Records from a dataset
---
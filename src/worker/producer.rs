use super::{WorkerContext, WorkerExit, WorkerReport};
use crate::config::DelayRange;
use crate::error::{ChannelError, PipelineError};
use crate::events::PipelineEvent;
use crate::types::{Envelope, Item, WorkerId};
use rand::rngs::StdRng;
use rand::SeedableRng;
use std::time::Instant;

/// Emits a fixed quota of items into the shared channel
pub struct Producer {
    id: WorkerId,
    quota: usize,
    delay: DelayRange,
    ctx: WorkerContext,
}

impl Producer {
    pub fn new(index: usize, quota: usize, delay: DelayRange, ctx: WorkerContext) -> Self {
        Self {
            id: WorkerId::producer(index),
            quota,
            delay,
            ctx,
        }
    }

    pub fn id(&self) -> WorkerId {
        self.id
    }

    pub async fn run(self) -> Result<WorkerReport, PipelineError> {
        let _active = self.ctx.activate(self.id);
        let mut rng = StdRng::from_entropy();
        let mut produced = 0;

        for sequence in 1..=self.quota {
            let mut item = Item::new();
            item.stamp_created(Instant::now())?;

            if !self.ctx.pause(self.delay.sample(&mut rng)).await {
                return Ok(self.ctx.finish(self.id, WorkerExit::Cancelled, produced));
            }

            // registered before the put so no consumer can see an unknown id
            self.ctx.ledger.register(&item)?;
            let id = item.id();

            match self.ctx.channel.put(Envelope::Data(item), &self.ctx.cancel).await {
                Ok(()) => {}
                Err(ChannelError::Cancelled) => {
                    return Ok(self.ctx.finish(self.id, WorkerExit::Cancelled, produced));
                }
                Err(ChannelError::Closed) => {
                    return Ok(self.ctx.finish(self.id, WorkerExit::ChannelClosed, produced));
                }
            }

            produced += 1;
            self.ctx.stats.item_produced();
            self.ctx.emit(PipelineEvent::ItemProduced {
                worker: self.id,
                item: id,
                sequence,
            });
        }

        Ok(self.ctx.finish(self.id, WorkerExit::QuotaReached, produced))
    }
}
---
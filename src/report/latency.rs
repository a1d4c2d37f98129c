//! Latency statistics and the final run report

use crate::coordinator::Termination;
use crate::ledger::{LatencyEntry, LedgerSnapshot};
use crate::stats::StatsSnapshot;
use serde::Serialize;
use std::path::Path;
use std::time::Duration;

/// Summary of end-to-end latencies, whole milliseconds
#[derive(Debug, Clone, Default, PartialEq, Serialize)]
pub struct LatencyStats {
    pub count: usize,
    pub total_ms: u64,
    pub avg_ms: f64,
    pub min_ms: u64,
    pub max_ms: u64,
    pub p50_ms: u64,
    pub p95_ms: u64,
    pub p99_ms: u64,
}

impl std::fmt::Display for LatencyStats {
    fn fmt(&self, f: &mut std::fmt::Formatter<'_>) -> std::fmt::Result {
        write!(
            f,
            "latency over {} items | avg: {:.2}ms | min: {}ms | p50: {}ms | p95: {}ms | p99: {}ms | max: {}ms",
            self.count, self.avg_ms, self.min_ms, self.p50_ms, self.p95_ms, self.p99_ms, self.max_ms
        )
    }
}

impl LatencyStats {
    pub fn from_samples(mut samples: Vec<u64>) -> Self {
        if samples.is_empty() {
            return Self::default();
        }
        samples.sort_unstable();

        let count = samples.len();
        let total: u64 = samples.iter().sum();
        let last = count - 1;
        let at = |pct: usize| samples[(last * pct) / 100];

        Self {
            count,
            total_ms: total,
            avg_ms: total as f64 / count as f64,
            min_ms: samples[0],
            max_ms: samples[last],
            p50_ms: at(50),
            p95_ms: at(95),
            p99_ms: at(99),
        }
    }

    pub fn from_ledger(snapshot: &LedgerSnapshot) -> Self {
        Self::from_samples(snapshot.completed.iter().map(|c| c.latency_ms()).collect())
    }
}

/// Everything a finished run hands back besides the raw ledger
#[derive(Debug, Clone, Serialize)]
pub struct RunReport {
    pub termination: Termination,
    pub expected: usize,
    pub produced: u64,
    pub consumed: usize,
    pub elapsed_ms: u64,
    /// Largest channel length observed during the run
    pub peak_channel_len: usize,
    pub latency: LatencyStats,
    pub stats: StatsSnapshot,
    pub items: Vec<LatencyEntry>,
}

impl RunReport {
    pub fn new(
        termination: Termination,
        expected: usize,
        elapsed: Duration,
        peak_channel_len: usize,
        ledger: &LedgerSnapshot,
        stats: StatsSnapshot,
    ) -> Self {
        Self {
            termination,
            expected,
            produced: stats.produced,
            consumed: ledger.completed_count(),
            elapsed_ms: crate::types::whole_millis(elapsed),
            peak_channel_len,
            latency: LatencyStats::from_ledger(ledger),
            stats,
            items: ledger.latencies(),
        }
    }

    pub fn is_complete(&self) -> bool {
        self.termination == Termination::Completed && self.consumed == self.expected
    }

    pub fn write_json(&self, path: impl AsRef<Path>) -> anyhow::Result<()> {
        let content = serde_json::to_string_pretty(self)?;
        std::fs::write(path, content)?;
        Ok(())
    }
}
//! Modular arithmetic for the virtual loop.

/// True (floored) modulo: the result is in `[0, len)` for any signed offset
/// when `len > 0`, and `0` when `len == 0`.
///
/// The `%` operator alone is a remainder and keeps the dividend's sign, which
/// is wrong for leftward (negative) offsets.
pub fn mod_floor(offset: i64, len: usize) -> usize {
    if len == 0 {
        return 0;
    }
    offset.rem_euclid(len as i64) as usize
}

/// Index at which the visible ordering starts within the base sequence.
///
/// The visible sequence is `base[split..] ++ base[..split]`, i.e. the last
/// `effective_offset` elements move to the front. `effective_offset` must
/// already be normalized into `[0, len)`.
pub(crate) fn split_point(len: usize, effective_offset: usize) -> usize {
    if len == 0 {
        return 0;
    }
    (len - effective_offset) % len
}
---
WORK TASK
Show, from the entries above, every line that includes the string "impl".

SOLUTION BELOW
impl Producer {
impl std::fmt::Display for LatencyStats {
impl LatencyStats {
impl RunReport {
    pub fn write_json(&self, path: impl AsRef<Path>) -> anyhow::Result<()> {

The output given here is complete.